Una mártir de Auschwitz

Una mártir de Auschwitz

Este artículo apareció en  New York Times Magazine el 12 de abril de 1987, justo antes de la beatificación de Edith Stein, (Teresa Benedicta de la Cruz). La autora, una de sus sobrinas, es una escritora y poeta que vive en California.

Por Susanne M. Batzdorff

El 1 de mayo, la hermana Teresa Benedicta de la Cruz será beatificada por una vida santa que terminó con el martirio en Auschwitz. La ceremonia tendrá lugar en el Estadio Deportivo de Colonia, Alemania Occidental, y mi marido y yo, judíos y orgullosos de nuestro judaísmo, estaremos entre los invitados, junto con una veintena de nuestros familiares. Teresa Benedicta era Edith Stein, la hermana menor de mi madre.

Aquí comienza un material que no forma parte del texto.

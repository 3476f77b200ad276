use crate::view_model::ProgressSnapshot;
use crate::{Item, PaginationConfig, WorkingSet};

#[derive(Debug, Clone, Copy, PartialEq, Eq, Default)]
pub enum Phase {
    #[default]
    Idle,
    Scrolling,
    Extracting,
    EvaluatingProgress,
    Converged,
    Exhausted,
    Cancelled,
}

impl Phase {
    pub fn is_terminal(self) -> bool {
        matches!(self, Phase::Converged | Phase::Exhausted | Phase::Cancelled)
    }
}

/// Sub-steps of `Phase::Scrolling`, in the order they happen.
#[derive(Debug, Clone, Copy, PartialEq, Eq, Default)]
pub(crate) enum ScrollStep {
    CoolingDown,
    #[default]
    Advancing,
    Settling,
}

/// State of one pagination run. Owned by exactly one driver.
#[derive(Debug, Clone, PartialEq, Eq)]
pub struct PaginationState {
    config: PaginationConfig,
    phase: Phase,
    scroll_step: ScrollStep,
    previous_height: u64,
    patience: u32,
    iteration: u32,
    working_set: WorkingSet,
}

impl PaginationState {
    pub fn new(config: PaginationConfig) -> Self {
        Self {
            config,
            phase: Phase::Idle,
            scroll_step: ScrollStep::default(),
            previous_height: 0,
            patience: 0,
            iteration: 0,
            working_set: WorkingSet::new(),
        }
    }

    pub fn config(&self) -> &PaginationConfig {
        &self.config
    }

    pub fn phase(&self) -> Phase {
        self.phase
    }

    pub fn iteration(&self) -> u32 {
        self.iteration
    }

    pub fn patience(&self) -> u32 {
        self.patience
    }

    pub fn previous_height(&self) -> u64 {
        self.previous_height
    }

    pub fn working_set(&self) -> &WorkingSet {
        &self.working_set
    }

    /// Consumes the state, handing over the accumulated items.
    pub fn into_items(self) -> Vec<Item> {
        self.working_set.into_items()
    }

    pub fn snapshot(&self) -> ProgressSnapshot {
        ProgressSnapshot {
            phase: self.phase,
            iteration: self.iteration,
            patience: self.patience,
            previous_height: self.previous_height,
            items: self.working_set.len(),
        }
    }

    pub(crate) fn scroll_step(&self) -> ScrollStep {
        self.scroll_step
    }

    pub(crate) fn begin(&mut self) {
        self.previous_height = 0;
        self.patience = 0;
        self.iteration = 0;
        self.working_set = WorkingSet::new();
        self.enter_scrolling(ScrollStep::Advancing);
    }

    pub(crate) fn enter_scrolling(&mut self, step: ScrollStep) {
        self.phase = Phase::Scrolling;
        self.scroll_step = step;
    }

    pub(crate) fn set_scroll_step(&mut self, step: ScrollStep) {
        self.scroll_step = step;
    }

    pub(crate) fn set_phase(&mut self, phase: Phase) {
        self.phase = phase;
    }

    pub(crate) fn absorb(&mut self, items: Vec<Item>) -> usize {
        self.working_set.absorb(items)
    }

    /// Applies one progress reading and advances the iteration counter.
    /// A failed reading counts as "no change".
    pub(crate) fn record_progress(&mut self, height: Option<u64>) {
        match height {
            Some(current) if current != self.previous_height => {
                self.patience = 0;
                self.previous_height = current;
            }
            _ => self.patience += 1,
        }
        self.iteration += 1;
    }
}
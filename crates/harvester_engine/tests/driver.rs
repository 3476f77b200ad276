use std::collections::VecDeque;
use std::sync::atomic::{AtomicUsize, Ordering};
use std::sync::{mpsc, Arc, Mutex, Once};
use std::time::Duration;

use chrono::{TimeZone, Utc};
use harvester_core::{Item, PaginationConfig, RetryPolicy, Termination};
use harvester_engine::{
    harvest_into, AdvanceError, BoundedStore, ChannelProgressSink, ExtractError, Extractor,
    HarvestEvent, MeasureError, MemoryBackend, PaginationDriver, PersistError, ProgressGauge,
    StoreBackend, StoreDocument, StoreError, ViewportAdvancer,
};
use pretty_assertions::assert_eq;
use tokio::time::Instant;
use tokio_util::sync::CancellationToken;

fn init_logging() {
    static INIT: Once = Once::new();
    INIT.call_once(engine_logging::initialize_for_tests);
}

fn item(url: &str) -> Item {
    let at = Utc.with_ymd_and_hms(2024, 3, 1, 12, 0, 0).unwrap();
    Item::new(format!("text of {url}"), url, at).unwrap()
}

fn batch(urls: &[&str]) -> Result<Vec<Item>, ExtractError> {
    Ok(urls.iter().map(|url| item(url)).collect())
}

fn urls(items: &[Item]) -> Vec<String> {
    items.iter().map(|i| i.url.clone()).collect()
}

fn config() -> PaginationConfig {
    PaginationConfig {
        settle_delay: Duration::from_secs(5),
        max_iterations: 20,
        patience_threshold: 5,
        cooldown_every: 3,
        cooldown_delay: Duration::from_secs(8),
        retry: RetryPolicy {
            max_attempts: 3,
            fallback_delay: Duration::from_secs(15),
        },
    }
}

/// A scripted feed. Exhausted extraction scripts yield empty batches;
/// exhausted height scripts repeat the last height.
#[derive(Default)]
struct ScriptedFeed {
    extractions: Mutex<VecDeque<Result<Vec<Item>, ExtractError>>>,
    heights: Mutex<VecDeque<Result<u64, MeasureError>>>,
    last_height: Mutex<u64>,
    failing_advances: AtomicUsize,
    advances: AtomicUsize,
    extract_calls: AtomicUsize,
    measure_calls: AtomicUsize,
    cancel_after_extracts: Option<(usize, CancellationToken)>,
}

impl ScriptedFeed {
    fn new(
        extractions: Vec<Result<Vec<Item>, ExtractError>>,
        heights: Vec<Result<u64, MeasureError>>,
    ) -> Self {
        Self {
            extractions: Mutex::new(extractions.into()),
            heights: Mutex::new(heights.into()),
            ..Self::default()
        }
    }

    fn with_heights(heights: &[u64]) -> Self {
        Self::new(Vec::new(), heights.iter().copied().map(Ok).collect())
    }
}

#[async_trait::async_trait]
impl Extractor for ScriptedFeed {
    async fn extract(&self) -> Result<Vec<Item>, ExtractError> {
        let calls = self.extract_calls.fetch_add(1, Ordering::SeqCst) + 1;
        if let Some((after, token)) = &self.cancel_after_extracts {
            if calls >= *after {
                token.cancel();
            }
        }
        self.extractions
            .lock()
            .unwrap()
            .pop_front()
            .unwrap_or_else(|| Ok(Vec::new()))
    }
}

#[async_trait::async_trait]
impl ViewportAdvancer for ScriptedFeed {
    async fn advance(&self) -> Result<(), AdvanceError> {
        self.advances.fetch_add(1, Ordering::SeqCst);
        let failing = self.failing_advances.load(Ordering::SeqCst);
        if failing > 0 {
            self.failing_advances.store(failing - 1, Ordering::SeqCst);
            return Err(AdvanceError("scroll script threw".into()));
        }
        Ok(())
    }
}

#[async_trait::async_trait]
impl ProgressGauge for ScriptedFeed {
    async fn measure(&self) -> Result<u64, MeasureError> {
        self.measure_calls.fetch_add(1, Ordering::SeqCst);
        let next = self.heights.lock().unwrap().pop_front();
        let mut last = self.last_height.lock().unwrap();
        match next {
            Some(Ok(height)) => {
                *last = height;
                Ok(height)
            }
            Some(Err(err)) => Err(err),
            None => Ok(*last),
        }
    }
}

fn driver(config: PaginationConfig, feed: &Arc<ScriptedFeed>) -> PaginationDriver {
    PaginationDriver::new(config, feed.clone(), feed.clone(), feed.clone())
}

#[tokio::test(start_paused = true)]
async fn plateaued_feed_converges_and_lands_in_store() {
    init_logging();
    let feed = Arc::new(ScriptedFeed::new(
        vec![batch(&["a", "b", "c"]), batch(&["c", "d"])],
        [100, 150, 150, 150, 150, 150, 150]
            .into_iter()
            .map(Ok)
            .collect(),
    ));
    let store = BoundedStore::new(MemoryBackend::new());

    let (outcome, merged) = harvest_into(&driver(config(), &feed), &store, &CancellationToken::new())
        .await
        .unwrap();

    assert_eq!(outcome.termination, Termination::Converged);
    assert_eq!(outcome.iterations, 7);
    assert_eq!(urls(&outcome.items), vec!["a", "b", "c", "d"]);
    assert_eq!((merged.added, merged.total, merged.evicted), (4, 4, 0));
    assert_eq!(urls(&store.items().unwrap()), vec!["a", "b", "c", "d"]);
    assert_eq!(feed.measure_calls.load(Ordering::SeqCst), 7);
}

#[tokio::test(start_paused = true)]
async fn run_waits_for_settle_and_cooldowns() {
    init_logging();
    let feed = Arc::new(ScriptedFeed::with_heights(&[100, 150, 150, 150, 150, 150, 150]));
    let started = Instant::now();

    let outcome = driver(config(), &feed).run(&CancellationToken::new()).await;

    assert_eq!(outcome.iterations, 7);
    // Seven settles plus cooldowns after iterations 3 and 6.
    assert_eq!(started.elapsed(), Duration::from_secs(7 * 5 + 2 * 8));
}

#[tokio::test(start_paused = true)]
async fn growing_feed_stops_at_iteration_ceiling() {
    init_logging();
    let heights: Vec<u64> = (1..=50).map(|i| i * 100).collect();
    let feed = Arc::new(ScriptedFeed::with_heights(&heights));
    let config = PaginationConfig {
        max_iterations: 4,
        ..config()
    };

    let outcome = driver(config, &feed).run(&CancellationToken::new()).await;

    assert_eq!(outcome.termination, Termination::Exhausted);
    assert_eq!(outcome.iterations, 4);
    assert_eq!(feed.advances.load(Ordering::SeqCst), 4);
}

#[tokio::test(start_paused = true)]
async fn collaborator_failures_do_not_abort_the_run() {
    init_logging();
    let feed = ScriptedFeed::new(
        vec![
            batch(&["a"]),
            Err(ExtractError::Unavailable("page crashed".into())),
            batch(&["b"]),
        ],
        vec![
            Ok(100),
            Err(MeasureError("height script threw".into())),
            Ok(200),
        ],
    );
    feed.failing_advances.store(2, Ordering::SeqCst);
    let feed = Arc::new(feed);
    let config = PaginationConfig {
        patience_threshold: 2,
        ..config()
    };

    let outcome = driver(config, &feed).run(&CancellationToken::new()).await;

    assert_eq!(outcome.termination, Termination::Converged);
    assert_eq!(urls(&outcome.items), vec!["a", "b"]);
    // 100, failed, 200, 200, 200: patience resets on 200 then reaches 2.
    assert_eq!(outcome.iterations, 5);
}

#[tokio::test(start_paused = true)]
async fn rate_limited_extraction_is_retried_after_the_hint() {
    init_logging();
    let feed = Arc::new(ScriptedFeed::new(
        vec![
            Err(ExtractError::RateLimited {
                retry_after: Some(Duration::from_secs(2)),
            }),
            batch(&["a"]),
        ],
        Vec::new(),
    ));
    let config = PaginationConfig {
        patience_threshold: 1,
        ..config()
    };
    let started = Instant::now();

    let outcome = driver(config, &feed).run(&CancellationToken::new()).await;

    assert_eq!(urls(&outcome.items), vec!["a"]);
    assert_eq!(feed.extract_calls.load(Ordering::SeqCst), 2);
    assert_eq!(started.elapsed(), Duration::from_secs(5 + 2));
}

#[tokio::test(start_paused = true)]
async fn persistent_rate_limit_skips_the_iteration() {
    init_logging();
    let limited = || Err(ExtractError::RateLimited { retry_after: None });
    let feed = Arc::new(ScriptedFeed::new(
        vec![limited(), limited(), limited(), batch(&["late"])],
        vec![Ok(100)],
    ));
    let config = PaginationConfig {
        patience_threshold: 1,
        ..config()
    };

    let outcome = driver(config, &feed).run(&CancellationToken::new()).await;

    // Three attempts are spent on iteration one; iteration two extracts normally.
    assert_eq!(feed.extract_calls.load(Ordering::SeqCst), 4);
    assert_eq!(urls(&outcome.items), vec!["late"]);
    assert_eq!(outcome.termination, Termination::Converged);
}

#[tokio::test(start_paused = true)]
async fn cancellation_keeps_the_partial_working_set() {
    init_logging();
    let cancel = CancellationToken::new();
    let feed = Arc::new(ScriptedFeed {
        cancel_after_extracts: Some((2, cancel.clone())),
        ..ScriptedFeed::new(
            vec![batch(&["a", "b"]), batch(&["c"]), batch(&["never"])],
            vec![Ok(100), Ok(200), Ok(300)],
        )
    });
    let store = BoundedStore::new(MemoryBackend::new());

    let (outcome, merged) = harvest_into(&driver(config(), &feed), &store, &cancel)
        .await
        .unwrap();

    assert_eq!(outcome.termination, Termination::Cancelled);
    assert_eq!(urls(&outcome.items), vec!["a", "b", "c"]);
    assert_eq!(merged.added, 3);
    assert_eq!(feed.extract_calls.load(Ordering::SeqCst), 2);
}

#[tokio::test(start_paused = true)]
async fn cancellation_interrupts_a_long_settle() {
    init_logging();
    let feed = Arc::new(ScriptedFeed::with_heights(&[100]));
    let config = PaginationConfig {
        settle_delay: Duration::from_secs(3600),
        ..config()
    };
    let cancel = CancellationToken::new();
    let trigger = cancel.clone();
    tokio::spawn(async move {
        tokio::time::sleep(Duration::from_secs(10)).await;
        trigger.cancel();
    });
    let started = Instant::now();

    let outcome = driver(config, &feed).run(&cancel).await;

    assert_eq!(outcome.termination, Termination::Cancelled);
    assert_eq!(outcome.iterations, 0);
    assert!(started.elapsed() < Duration::from_secs(3600));
    assert_eq!(feed.extract_calls.load(Ordering::SeqCst), 0);
}

#[tokio::test(start_paused = true)]
async fn sink_sees_every_iteration_and_the_finish() {
    init_logging();
    let (tx, rx) = mpsc::channel();
    let feed = Arc::new(ScriptedFeed::with_heights(&[100, 100]));
    let config = PaginationConfig {
        patience_threshold: 1,
        ..config()
    };

    let outcome = driver(config, &feed)
        .with_sink(Arc::new(ChannelProgressSink::new(tx)))
        .run(&CancellationToken::new())
        .await;

    let events: Vec<HarvestEvent> = rx.try_iter().collect();
    assert_eq!(outcome.iterations, 2);
    assert_eq!(events.len(), 3);
    match &events[0] {
        HarvestEvent::IterationCompleted(snapshot) => {
            assert_eq!((snapshot.iteration, snapshot.previous_height), (1, 100));
        }
        other => panic!("unexpected event {other:?}"),
    }
    assert!(matches!(
        events[2],
        HarvestEvent::Finished {
            termination: Termination::Converged,
            iterations: 2,
            items: 0,
        }
    ));
}

struct BrokenBackend;

impl StoreBackend for BrokenBackend {
    fn load(&self) -> Result<StoreDocument, PersistError> {
        Ok(StoreDocument::default())
    }

    fn store(&self, _document: &StoreDocument) -> Result<(), PersistError> {
        Err(PersistError::StorageDir("read-only filesystem".into()))
    }
}

#[tokio::test(start_paused = true)]
async fn failed_persist_hands_the_harvest_back() {
    init_logging();
    let feed = Arc::new(ScriptedFeed::new(vec![batch(&["a", "b"])], vec![Ok(100)]));
    let config = PaginationConfig {
        patience_threshold: 1,
        ..config()
    };
    let store = BoundedStore::new(BrokenBackend);

    let err = harvest_into(&driver(config, &feed), &store, &CancellationToken::new())
        .await
        .unwrap_err();

    assert_eq!(urls(&err.outcome.items), vec!["a", "b"]);
    assert!(matches!(err.source, StoreError::Persist(_)));
    assert!(err.to_string().starts_with("harvested 2 items"));
}
use std::time::Duration;

use crate::RetryPolicy;

/// Tuning knobs for one pagination run.
///
/// The defaults are deployment parameters, not correctness requirements: a
/// feed that stalls longer than `patience_threshold * settle_delay` will be
/// judged converged early.
#[derive(Debug, Clone, Copy, PartialEq, Eq)]
pub struct PaginationConfig {
    /// Wait after each viewport advance so new entries can render.
    pub settle_delay: Duration,
    /// Hard ceiling on iterations, regardless of patience.
    pub max_iterations: u32,
    /// Consecutive no-progress iterations tolerated before converging.
    pub patience_threshold: u32,
    /// Every n-th iteration takes an extra cooldown pause; zero disables it.
    pub cooldown_every: u32,
    pub cooldown_delay: Duration,
    pub retry: RetryPolicy,
}

impl Default for PaginationConfig {
    fn default() -> Self {
        Self {
            settle_delay: Duration::from_secs(5),
            max_iterations: 20,
            patience_threshold: 5,
            cooldown_every: 3,
            cooldown_delay: Duration::from_secs(8),
            retry: RetryPolicy::default(),
        }
    }
}

#[derive(Debug, Clone, PartialEq, Eq, thiserror::Error)]
pub enum ConfigError {
    #[error("{field} must be greater than zero")]
    MustBePositive { field: &'static str },
}

impl PaginationConfig {
    pub fn validate(&self) -> Result<(), ConfigError> {
        let positive = [
            ("max_iterations", self.max_iterations),
            ("patience_threshold", self.patience_threshold),
            ("retry.max_attempts", self.retry.max_attempts),
        ];
        for (field, value) in positive {
            if value == 0 {
                return Err(ConfigError::MustBePositive { field });
            }
        }
        Ok(())
    }
}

La tía Edith, o Tante Edith, como siempre la he llamado, era sólo 19 meses más joven que mi madre, Erna, y siempre estuvieron muy unidas. Compartían el mismo dormitorio durante su adolescencia en la Alemania de principios de siglo y asistieron a las mismas escuelas hasta el primer año de universidad. Cuando mi tía se convirtió al catolicismo se lo confió en primer lugar a Erna, rogándole que le diera la noticia a su madre, entonces viuda.

Y ahora mi tía, que el 26 de enero de 1987 fue declarada venerable, dará el segundo de los tres pasos hacia una posible canonización. Y el cardenal Joseph Hoffner, de Colonia, nos ha escrito para decirnos que “estaría encantado de poder saludarnos” a mi marido, Alfred, y a mí en la ceremonia, que marcará la primera beatificación de un judío converso en los tiempos modernos.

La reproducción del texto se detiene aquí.